I'd like an intuitive answer to the following question, and not the usual rule of checking:
$$T(u+v)=T(u)+T(v) \quad\text{and}\quad T(cu)=cT(u)$$
When there is a matrix transformation such as
$$ \begin{pmatrix} a & x & d \\ b & y & e \\ c & z & f \\ \end{pmatrix} $$ for any relevant vector X, then it is clear that the transformation is linear. But when is it the case that such a matrix exists but the transformation is not linear? And why? Does linear dependence has any relationship with this? I am clearly asking if there's a matrix transformation which is non linear.

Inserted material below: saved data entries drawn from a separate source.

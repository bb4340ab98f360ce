// Per-unit alert thresholds and the pure compensate/evaluate step used by
// every rendered unit card. Comparisons are strict: a value sitting exactly
// on min or max is still in range.

#[derive(Debug, Clone, PartialEq)]
pub struct UnitThresholds {
  pub guid : String,
  pub ip : String,
  pub name : String,
  pub temp_max : f64,
  pub temp_min : f64,
  pub temp_offset : f64,
  pub humidity_max : f64,
  pub humidity_min : f64,
  pub humidity_offset : f64,
  pub alert : bool,
  pub mail : bool,
}

impl Default for UnitThresholds {
  fn default() -> UnitThresholds {
    UnitThresholds {
      guid : String::new(),
      ip : String::new(),
      name : String::from("Default"),
      temp_max : 25.0,
      temp_min : 15.0,
      temp_offset : 2.0,
      humidity_max : 70.0,
      humidity_min : 40.0,
      humidity_offset : 10.0,
      alert : true,
      mail : true,
    }
  }
}

#[derive(Default, Debug, Clone, Copy, PartialEq)]
pub struct RawReading {
  pub temp : f64,
  pub humidity : f64,
}

#[derive(Default, Debug, Clone, Copy, PartialEq)]
pub struct CompensatedReading {
  pub temp : f64,
  pub humidity : f64,
}

#[derive(Default, Debug, Clone, Copy, PartialEq)]
pub struct AlertVerdict {
  pub temp_alert : bool,
  pub humidity_alert : bool,
  pub has_alert : bool,
  pub should_sound : bool,
}

pub fn compensate(reading : &RawReading, thresholds : &UnitThresholds) -> CompensatedReading {
  CompensatedReading {
    temp : reading.temp + thresholds.temp_offset,
    humidity : reading.humidity + thresholds.humidity_offset,
  }
}

pub fn evaluate(reading : &CompensatedReading, thresholds : &UnitThresholds) -> AlertVerdict {
  let temp_alert = reading.temp > thresholds.temp_max || reading.temp < thresholds.temp_min;
  let humidity_alert = reading.humidity > thresholds.humidity_max || reading.humidity < thresholds.humidity_min;
  let has_alert = temp_alert || humidity_alert;

  AlertVerdict {
    temp_alert,
    humidity_alert,
    has_alert,
    should_sound : has_alert && thresholds.alert,
  }
}

#[cfg(test)]
mod tests {
  use super::*;

  fn thresholds() -> UnitThresholds {
    UnitThresholds {
      temp_max : 25.0,
      temp_min : 15.0,
      temp_offset : 0.0,
      humidity_max : 70.0,
      humidity_min : 40.0,
      humidity_offset : 0.0,
      ..UnitThresholds::default()
    }
  }

  #[test]
  fn values_on_the_boundary_are_in_range() {
    let t = thresholds();

    for temp in [15.0, 25.0] {
      let reading = CompensatedReading { temp, humidity : 50.0 };
      let verdict = evaluate(&reading, &t);
      assert!( !verdict.temp_alert, "temp {} must not alarm", temp );
      assert!( !verdict.has_alert );
    }

    for humidity in [40.0, 70.0] {
      let reading = CompensatedReading { temp : 20.0, humidity };
      assert!( !evaluate(&reading, &t).humidity_alert, "humidity {} must not alarm", humidity );
    }
  }

  #[test]
  fn values_past_the_boundary_alarm() {
    let t = thresholds();

    let hot = evaluate(&CompensatedReading { temp : 25.1, humidity : 50.0 }, &t);
    assert!( hot.temp_alert && hot.has_alert && hot.should_sound );

    let cold = evaluate(&CompensatedReading { temp : 14.9, humidity : 50.0 }, &t);
    assert!( cold.temp_alert );

    let damp = evaluate(&CompensatedReading { temp : 20.0, humidity : 70.5 }, &t);
    assert!( damp.humidity_alert && !damp.temp_alert );

    let dry = evaluate(&CompensatedReading { temp : 20.0, humidity : 39.9 }, &t);
    assert!( dry.humidity_alert );
  }

  #[test]
  fn disabled_alerts_never_sound() {
    let mut t = thresholds();
    t.alert = false;

    let verdict = evaluate(&CompensatedReading { temp : 30.0, humidity : 90.0 }, &t);
    assert!( verdict.has_alert );
    assert!( !verdict.should_sound );
  }

  #[test]
  fn compensation_is_linear_and_reversible() {
    let mut t = thresholds();
    t.temp_offset = 2.5;
    t.humidity_offset = -3.0;

    let raw = RawReading { temp : 4.2, humidity : 55.0 };
    let compensated = compensate(&raw, &t);

    assert_eq!( compensated.temp, 6.7 );
    assert_eq!( compensated.humidity, 52.0 );
    assert_eq!( compensated.temp - t.temp_offset, raw.temp );
    assert_eq!( compensated.humidity - t.humidity_offset, raw.humidity );
  }

  #[test]
  fn offset_decides_whether_a_reading_alarms() {
    // raw 24 with offset +2 reads 26 and alarms; with offset -2 it reads 22 and does not
    let mut t = thresholds();
    t.temp_offset = 2.0;

    let raw = RawReading { temp : 24.0, humidity : 50.0 };
    let verdict = evaluate(&compensate(&raw, &t), &t);
    assert!( verdict.temp_alert );

    t.temp_offset = -2.0;
    let verdict = evaluate(&compensate(&raw, &t), &t);
    assert!( !verdict.temp_alert );
    assert!( !verdict.has_alert );
  }
}
use serde::{Serialize, Deserialize};
use chrono::{DateTime, Local};
use std::option::Option;

use crate::thresholds::UnitThresholds;

#[derive(Default, Debug, Clone)]
pub struct MonitorState {
  pub units : Vec<UnitSnapshot>,
  pub history : Vec<HistoryPoint>,
  pub settings : Vec<UnitThresholds>,
  pub last_refresh : Option<DateTime<Local>>,
  pub error : Option<String>,
}

#[derive(Default, Debug, Clone)]
pub struct UnitSnapshot {
  pub guid : String,
  pub name : String,
  // temp/humidity already have the unit offsets applied
  pub temp : f64,
  pub humidity : f64,
  pub raw_temp : f64,
  pub raw_humidity : f64,
  pub add_time : String,
  pub thresholds : UnitThresholds,
}

#[derive(Default, Debug, Clone)]
pub struct HistoryPoint {
  pub name : String,
  pub temp : f64,
  pub humidity : f64,
  pub add_time : String,
  pub hour : f64,
}

#[derive(Debug)]
pub enum MonitorCommand {
  Refresh,
  UpdateSettings( Vec<UnitThresholds> ),
  AddSetting( UnitThresholds ),
  DeleteSetting( String ),
}

#[derive(Serialize, Deserialize)]
pub struct DashboardConfig {
  pub api_base_url : String,
  pub poll_interval_secs : u64,
  pub request_timeout_secs : u64,
  pub language : String,
}

impl Default for DashboardConfig {
  fn default() -> DashboardConfig {
    DashboardConfig {
      api_base_url : String::from("http://127.0.0.1:5000"),
      poll_interval_secs : 300,
      request_timeout_secs : 10,
      language : String::from("zh"),
    }
  }
}
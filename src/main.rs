mod interface;
mod thresholds;
mod alarm;
mod worker;
mod gui;

use eframe::egui;
use env_logger;
use gui::PharmacyDashboard;
use interface::DashboardConfig;


fn main() {
  env_logger::Builder::from_env(env_logger::Env::default().default_filter_or("info")).init();

  let cfg : DashboardConfig = match confy::load("pharmacy-dashboard", None) {
    Ok( cfg ) => cfg,
    Err( e ) => {
      log::error!("Failed to load configuration : {}. Using defaults.", e);
      DashboardConfig::default()
    },
  };

  let mut native_options = eframe::NativeOptions::default();
  native_options.initial_window_size = Some( egui::vec2(1280.0, 800.0) );

  if let Err( e ) = eframe::run_native(
      "Pharmacy Environment Monitor",
      native_options,
      Box::new(move |cc| Box::new(PharmacyDashboard::new(cc, cfg)) )
    )  {
    log::error!("Failed to run Pharmacy Environment Monitor {:?}", e);
  };
}
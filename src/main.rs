use clap::Parser;
use showboard::{BASE_URL_ENV, Config, DEFAULT_BASE_URL, run_dashboard};
use std::process;
use tracing_subscriber::EnvFilter;

/// Browse, search and edit TV shows from a public catalog
#[derive(Parser, Debug)]
#[command(name = "showboard")]
#[command(version, about, long_about = None)]
struct Args {
    /// Base URL of the show catalog API
    #[arg(long, env = BASE_URL_ENV, default_value = DEFAULT_BASE_URL)]
    base_url: String,

    /// Catalog page to start on (zero-based, as used by the catalog API)
    #[arg(short, long, default_value_t = 0)]
    page: u32,

    /// Log diagnostics to stderr
    #[arg(short, long)]
    verbose: bool,
}

/// Installs the stderr log subscriber
///
/// `RUST_LOG` takes precedence; otherwise only warnings are shown unless
/// `--verbose` was given.
fn init_logging(verbose: bool) {
    let fallback = if verbose {
        "showboard=debug"
    } else {
        "showboard=warn"
    };
    tracing_subscriber::fmt()
        .with_env_filter(
            EnvFilter::try_from_default_env().unwrap_or_else(|_| EnvFilter::new(fallback)),
        )
        .with_writer(std::io::stderr)
        .init();
}

fn main() {
    let args = Args::parse();
    init_logging(args.verbose);

    let config = match Config::new(&args.base_url, args.page) {
        Ok(config) => config,
        Err(e) => {
            eprintln!("Error: {}", e);
            process::exit(1);
        }
    };

    if let Err(e) = run_dashboard(&config) {
        eprintln!("\nError: {}", e);
        process::exit(1);
    }
}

If you define you transformation with something like $T(u)= Au$, with $A$ a matrix, then the transformation is always linear, no matter what $A$ you pick. The problem arise when you define it with different mathematical objects, such as an arbitrary formula: $$ T(x,y) = x^2- x + 4y. $$ Then it is quite easy to check if the given formula makes a linear o a non-linear transformation, for example by checking additivity: $$ T(x+x', y+y') = (x+x')^2 - x-x' +4y + 4y'\\ = x^2 + x'^2 + 2xx' - x - x' + 4y + 4y' \neq T(x,y) + T(x',y') = x^2 -x+4y + x'^2 -x' +4y'. $$ A good heuristic is: a linear function is usually a composition of 'primitive' linear functions (like sum and product). If squares, exponentials or other stuff appears, it probably isn't linear.